The train trip from Latina to Rome, Rome to Padua and Padua to Bassano was uneventful except for Scott being sick as a dog. He was not much of a conversationalist-he slept most of the day. So I wrote and read and watched the scenery pass by.
Bassano del Grappa is a picturesque town on the banks of the Brenta River. It sits at the base of the Dolomites, a majestic mountain range that themselves sit at the base of the Alps. I love this town. We traveled through Bassano on a motorcycle trip last year and vowed to return.
We checked in to Hotel Brennero, probably the most comfortable hotel we’ve had this whole trip with a spacious room and a shower AND bathtub.
At 75 Euros a night (about $100) it was also one of the most reasonable-in comparison we paid 79 Euros a night in Milan for a cramped-albeit clean-hostel/hotel room in a part of town packed with sex shops and massage parlours! There was a big celebration going on in Bassano the Sunday afternoon we arrived. Actually, it was just winding down, but some folks were determined to party the night away…right under our 3rd floor window. Scott immersed himself in the bathtub while I unpacked a bit and then, amidst singing and hollering, we went to sleep. The next morning Scott was feeling much better and we set out to explore the town. Bassano is set up very logically with most of the concentration of shops and city offices in one area. It is very easy to get around on foot…indeed most of the locals seem to walk or ride bicycles around town.
The town is known for its grappa-a spirit made from the skin of grapes. You’d think we’d had enough with all the alcohol in Latina, but we had already planned on touring the Poli Grappa Museum. It was fascinating, showing some types of very early distillers (stills) and, after tasting several varieties, we bought a few bottles to bring home. There were great food shops with porcini mushrooms-dried and fresh, several types of honey and burlap sacks full of beans, peas, lentils and rice. There were a few cartography shops-Bassano having one of the earliest printing companies in the area. The papers and cards were beautifully printed with centuries old designs. And the gelatarias were some of the best we’ve encountered. We had a pine nut gelato that rivaled any gelato we’ve ever eaten.

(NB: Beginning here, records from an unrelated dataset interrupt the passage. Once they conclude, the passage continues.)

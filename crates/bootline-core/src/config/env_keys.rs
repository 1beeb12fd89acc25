//! Environment variable keys.
//!
//! Primary names use the `BOOTLINE_` prefix; aliases cover names that
//! platforms and older recipes already set.

/// Injected by the orchestration platform.
pub const PORT: &str = "PORT";

pub mod recipe {
    pub const BOOTLINE_RECIPE: &str = "BOOTLINE_RECIPE";
    pub const BOOTLINE_INSTALL_ROOT: &str = "BOOTLINE_INSTALL_ROOT";
    pub const BOOTLINE_SKIP_STAGES: &str = "BOOTLINE_SKIP_STAGES";
    /// Front-end capability switch: `0`/`false` disables, `1`/`true` enables with defaults.
    pub const BOOTLINE_FRONTEND: &str = "BOOTLINE_FRONTEND";
}

pub mod launch {
    pub const BOOTLINE_ENTRY: &str = "BOOTLINE_ENTRY";
    pub const ENTRY_ALIASES: &[&str] = &["APP_MODULE"];

    pub const BOOTLINE_KEEP_ALIVE: &str = "BOOTLINE_KEEP_ALIVE";
    pub const KEEP_ALIVE_ALIASES: &[&str] = &["KEEP_ALIVE_TIMEOUT"];
}

pub mod toolchain {
    pub const BOOTLINE_NODE_MAJOR: &str = "BOOTLINE_NODE_MAJOR";
    pub const NODE_MAJOR_ALIASES: &[&str] = &["NODE_MAJOR"];
}

pub mod observability {
    pub const BOOTLINE_QUIET: &str = "BOOTLINE_QUIET";
    pub const BOOTLINE_LOG_LEVEL: &str = "BOOTLINE_LOG_LEVEL";
    pub const BOOTLINE_LOG_JSON: &str = "BOOTLINE_LOG_JSON";
    /// JSONL file receiving stage and launch events.
    pub const BOOTLINE_EVENT_LOG: &str = "BOOTLINE_EVENT_LOG";
}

Bassano’s houses a UNESCO site with one of the Italian Military War Memorials atop Mt. Grappa (about 30 km away). We rode up Mt. Grappa last year (a gripping ride up the side of a very steep mountain which, to Scott’s chagrin, pretty much made me swear off motorcycles) and saw the Memorial from afar. The site entombs about 30,000 soldiers, with over 12,000 being unknown soldiers. The town itself has shrines and some will break your heart. Scott and I were walking down a beautiful tree lined boulevard overlooking the river when he pointed out flower pots planted with cyclamins at eye level on every tree. I looked closer and saw they were mini memorials. The flower pots were attached to ceramic plaques that encircled the tree trunks. On each plaque was the name of a fallen soldier. What was striking however, was a noose painted under each soldiers’ name. The men named were hung on this street 60 odd years ago. It was a sad reminder of the cost of war.

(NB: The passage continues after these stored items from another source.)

//! Environment variable loading with alias fallback.
//!
//! Every helper has a `*_with` form taking a [`Lookup`] so resolution can be
//! exercised without touching the process environment.

use std::env;

/// Source of environment values.
pub type Lookup<'a> = &'a dyn Fn(&str) -> Option<String>;

/// Reads the real process environment.
pub fn process_env(key: &str) -> Option<String> {
    env::var(key).ok()
}

/// Primary key first, then aliases in order. Blank values count as unset.
pub fn env_optional_with(lookup: Lookup<'_>, primary: &str, aliases: &[&str]) -> Option<String> {
    std::iter::once(primary)
        .chain(aliases.iter().copied())
        .filter_map(|k| lookup(k))
        .map(|s| s.trim().to_string())
        .find(|s| !s.is_empty())
}

pub fn env_optional(primary: &str, aliases: &[&str]) -> Option<String> {
    env_optional_with(&process_env, primary, aliases)
}

/// Like [`env_optional`], falling back to `default` when unset.
pub fn env_or<F>(primary: &str, aliases: &[&str], default: F) -> String
where
    F: FnOnce() -> String,
{
    env_optional(primary, aliases).unwrap_or_else(default)
}

/// 1/true/yes/on → true, 0/false/no/off → false; anything else keeps `default`.
pub fn env_bool_with(lookup: Lookup<'_>, primary: &str, aliases: &[&str], default: bool) -> bool {
    match env_optional_with(lookup, primary, aliases)
        .map(|s| s.to_lowercase())
        .as_deref()
    {
        Some("1" | "true" | "yes" | "on") => true,
        Some("0" | "false" | "no" | "off") => false,
        _ => default,
    }
}

pub fn env_bool(primary: &str, aliases: &[&str], default: bool) -> bool {
    env_bool_with(&process_env, primary, aliases, default)
}

#[cfg(test)]
mod tests {
    use super::*;
    use std::collections::HashMap;

    fn table(pairs: &[(&str, &str)]) -> HashMap<String, String> {
        pairs
            .iter()
            .map(|(k, v)| (k.to_string(), v.to_string()))
            .collect()
    }

    #[test]
    fn test_optional_prefers_primary_then_alias() {
        let vars = table(&[("ALIAS", "b")]);
        let lookup = |k: &str| vars.get(k).cloned();
        assert_eq!(env_optional_with(&lookup, "PRIMARY", &["ALIAS"]), Some("b".into()));

        let vars = table(&[("PRIMARY", "a"), ("ALIAS", "b")]);
        let lookup = |k: &str| vars.get(k).cloned();
        assert_eq!(env_optional_with(&lookup, "PRIMARY", &["ALIAS"]), Some("a".into()));
    }

    #[test]
    fn test_blank_value_is_unset() {
        let vars = table(&[("PRIMARY", "   "), ("ALIAS", "x")]);
        let lookup = |k: &str| vars.get(k).cloned();
        assert_eq!(env_optional_with(&lookup, "PRIMARY", &["ALIAS"]), Some("x".into()));
    }

    #[test]
    fn test_bool_parsing() {
        let vars = table(&[("A", "Yes"), ("B", "off"), ("C", "maybe")]);
        let lookup = |k: &str| vars.get(k).cloned();
        assert!(env_bool_with(&lookup, "A", &[], false));
        assert!(!env_bool_with(&lookup, "B", &[], true));
        assert!(env_bool_with(&lookup, "C", &[], true));
        assert!(!env_bool_with(&lookup, "MISSING", &[], false));
    }
}
//! Container recipe rendering.

use std::fmt::Write;

use bootline_core::config::Recipe;

/// Build context location inside the image.
const CONTEXT_DIR: &str = "/src";

/// Dockerfile that builds once (`bootline build`) and launches on every start.
/// The build context is copied to [`CONTEXT_DIR`], where the recipe is
/// rediscovered, so the same file drives both commands.
pub fn containerfile(recipe: &Recipe) -> String {
    let mut out = String::new();
    let _ = writeln!(out, "FROM {}", recipe.image.base);
    let _ = writeln!(out, "ENV PYTHONUNBUFFERED=1");
    let _ = writeln!(out, "COPY {} /usr/local/bin/bootline", recipe.image.binary);
    let _ = writeln!(out, "WORKDIR {CONTEXT_DIR}");
    let _ = writeln!(out, "COPY . {CONTEXT_DIR}");
    let _ = writeln!(out, "RUN bootline build");
    let _ = writeln!(out, "EXPOSE {}", recipe.launch.expose);
    let _ = writeln!(out, r#"CMD ["bootline", "launch"]"#);
    out
}
//! Checks run before the server starts. Each one fails fast with a
//! [`LaunchError`], before the server binds anything.

use std::io::ErrorKind;
use std::net::TcpListener;
use std::path::{Path, PathBuf};

use bootline_core::layout::EntryPoint;
use bootline_core::state::ReadyMarker;
use bootline_core::LaunchError;
use bootline_provision::process::{CommandRunner, CommandSpec};

use crate::command::BIND_HOST;

/// Loads the ready marker; `NotReady` when the build never completed.
pub fn check_ready(install_root: &Path) -> Result<ReadyMarker, LaunchError> {
    ReadyMarker::read(install_root)?.ok_or_else(|| LaunchError::NotReady(install_root.to_path_buf()))
}

/// The entry module file must exist under the install root.
pub fn check_entry(install_root: &Path, entry: &EntryPoint) -> Result<PathBuf, LaunchError> {
    entry.locate(install_root).ok_or_else(|| {
        let tried = entry
            .module_candidates(install_root)
            .iter()
            .map(|p| p.display().to_string())
            .collect::<Vec<_>>()
            .join(", ");
        LaunchError::EntryUnresolvable {
            entry: entry.to_string(),
            reason: format!("no module file (tried {tried})"),
        }
    })
}

const IMPORT_PROBE: &str =
    "import importlib, sys; m = importlib.import_module(sys.argv[1]); getattr(m, sys.argv[2])";

/// Import the entry module and read the application object in a throwaway
/// run of `python`, the interpreter the dependencies were installed into.
/// Skipped with a warning when there is none.
pub fn probe_import(
    runner: &dyn CommandRunner,
    python: Option<&str>,
    install_root: &Path,
    entry: &EntryPoint,
    timeout_secs: u64,
) -> Result<(), LaunchError> {
    let Some(python) = python else {
        tracing::warn!("No Python interpreter available, skipping import check");
        return Ok(());
    };
    let spec = CommandSpec::new(python)
        .args(["-c", IMPORT_PROBE])
        .arg(entry.module_path())
        .arg(entry.object.clone())
        .cwd(install_root)
        .timeout_secs(timeout_secs);
    let unresolvable = |reason: String| LaunchError::EntryUnresolvable {
        entry: entry.to_string(),
        reason,
    };

    let outcome = runner.run(&spec).map_err(|e| unresolvable(format!("{e:#}")))?;
    if outcome.timed_out {
        return Err(unresolvable(format!("import did not finish within {timeout_secs}s")));
    }
    if !outcome.success() {
        let last = outcome
            .stderr
            .lines()
            .rev()
            .find(|l| !l.trim().is_empty())
            .unwrap_or("import failed")
            .trim()
            .to_string();
        return Err(unresolvable(last));
    }
    tracing::debug!(entry = %entry, "Import probe passed");
    Ok(())
}

/// Bind and immediately release `0.0.0.0:<port>`.
pub fn probe_port(port: u16) -> Result<(), LaunchError> {
    match TcpListener::bind((BIND_HOST, port)) {
        Ok(listener) => {
            drop(listener);
            Ok(())
        }
        Err(e) if e.kind() == ErrorKind::AddrInUse => Err(LaunchError::PortInUse { port }),
        Err(source) => Err(LaunchError::Bind { port, source }),
    }
}

#[cfg(test)]
mod tests {
    use super::*;
    use bootline_provision::process::CommandOutcome;
    use std::cell::RefCell;
    use std::fs;

    /// Answers every command with one canned outcome.
    struct Canned {
        outcome: CommandOutcome,
        seen: RefCell<Vec<String>>,
    }

    impl CommandRunner for Canned {
        fn run(&self, spec: &CommandSpec) -> anyhow::Result<CommandOutcome> {
            self.seen.borrow_mut().push(spec.display());
            Ok(self.outcome.clone())
        }
    }

    fn canned(code: i32, stderr: &str) -> Canned {
        Canned {
            outcome: CommandOutcome {
                code: Some(code),
                stderr: stderr.to_string(),
                ..Default::default()
            },
            seen: RefCell::new(Vec::new()),
        }
    }

    fn entry() -> EntryPoint {
        EntryPoint::parse("app.main:app").unwrap()
    }

    #[test]
    fn test_check_ready_without_marker() {
        let tmp = tempfile::tempdir().unwrap();
        assert!(matches!(check_ready(tmp.path()), Err(LaunchError::NotReady(_))));
    }

    #[test]
    fn test_check_entry() {
        let tmp = tempfile::tempdir().unwrap();
        let err = check_entry(tmp.path(), &entry()).unwrap_err();
        assert!(err.to_string().contains("app.main:app"));

        fs::create_dir_all(tmp.path().join("app")).unwrap();
        fs::write(tmp.path().join("app/main.py"), "app = 1\n").unwrap();
        assert!(check_entry(tmp.path(), &entry()).is_ok());
    }

    #[test]
    fn test_import_probe_reports_last_error_line() {
        let tmp = tempfile::tempdir().unwrap();
        let runner = canned(
            1,
            "Traceback (most recent call last):\n  File \"<string>\", line 1\nAttributeError: module 'app.main' has no attribute 'app'\n",
        );
        let err = probe_import(&runner, Some("python3"), tmp.path(), &entry(), 30).unwrap_err();
        match err {
            LaunchError::EntryUnresolvable { reason, .. } => assert!(reason.starts_with("AttributeError")),
            other => panic!("unexpected error: {other}"),
        }
        assert!(runner.seen.borrow()[0].ends_with("app.main app"));
    }

    #[test]
    fn test_import_probe_passes() {
        let tmp = tempfile::tempdir().unwrap();
        probe_import(&canned(0, ""), Some("python3"), tmp.path(), &entry(), 30).unwrap();
    }

    #[test]
    fn test_import_check_uses_given_interpreter() {
        let tmp = tempfile::tempdir().unwrap();
        let runner = canned(0, "");
        probe_import(&runner, Some("/opt/venv/bin/python"), tmp.path(), &entry(), 30).unwrap();
        assert!(runner.seen.borrow()[0].starts_with("/opt/venv/bin/python -c "));
    }

    #[test]
    fn test_import_check_skipped_without_interpreter() {
        let tmp = tempfile::tempdir().unwrap();
        let runner = canned(1, "boom");
        probe_import(&runner, None, tmp.path(), &entry(), 30).unwrap();
        assert!(runner.seen.borrow().is_empty());
    }

    #[test]
    fn test_port_in_use_is_detected() {
        let held = TcpListener::bind((BIND_HOST, 0)).unwrap();
        let port = held.local_addr().unwrap().port();
        assert!(matches!(probe_port(port), Err(LaunchError::PortInUse { port: p }) if p == port));
        drop(held);
        probe_port(port).unwrap();
    }
}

We spent 2 days and three nights in Bassano and it was not near enough. We walked all over town and shopped and ate some great meals. Scott felt better every day and by our last day in Italy we realized it was not a hangover, but he was battling an upper respiratory infection. We stopped in a farmacia in the center of town and I told them my husband had a sore throat. They brought out some propolis spray and a homeopathic remedy for sore throat/chest congestion. Although I felt we were a few days late for using these, I bought both and he took them on the spot. These shops are actual pharmacies and you can have a prescription filled here, but it's nice their first line of defense is homeopathic. We had to get up real early our last morning in Bassano to catch a 5:30 train to Cologne, Germany. We were on trains for 12 hours that day. It gave me time to read a bit, relax, catch up on writing. I know I've said it a hundred times, but I do so love the trains.
An empty train station at 5:30 a.m.
The ride from Bassano to Cologne was magnificent-first through the Dolomite Mountains and then through the Alps. It was chilly outside and the train was cozy. We passed thickly forested mountain tops and big lakes. Sweet alpine towns and industrial areas. We took lots of pictures out the train window.
At 5:30 that evening we entered the Cologne Central Station.
We were here to spend 2 days with Lothar Esser and his family: his wife Renate and his two sons; Sebastian, 14 and Lukas, 12.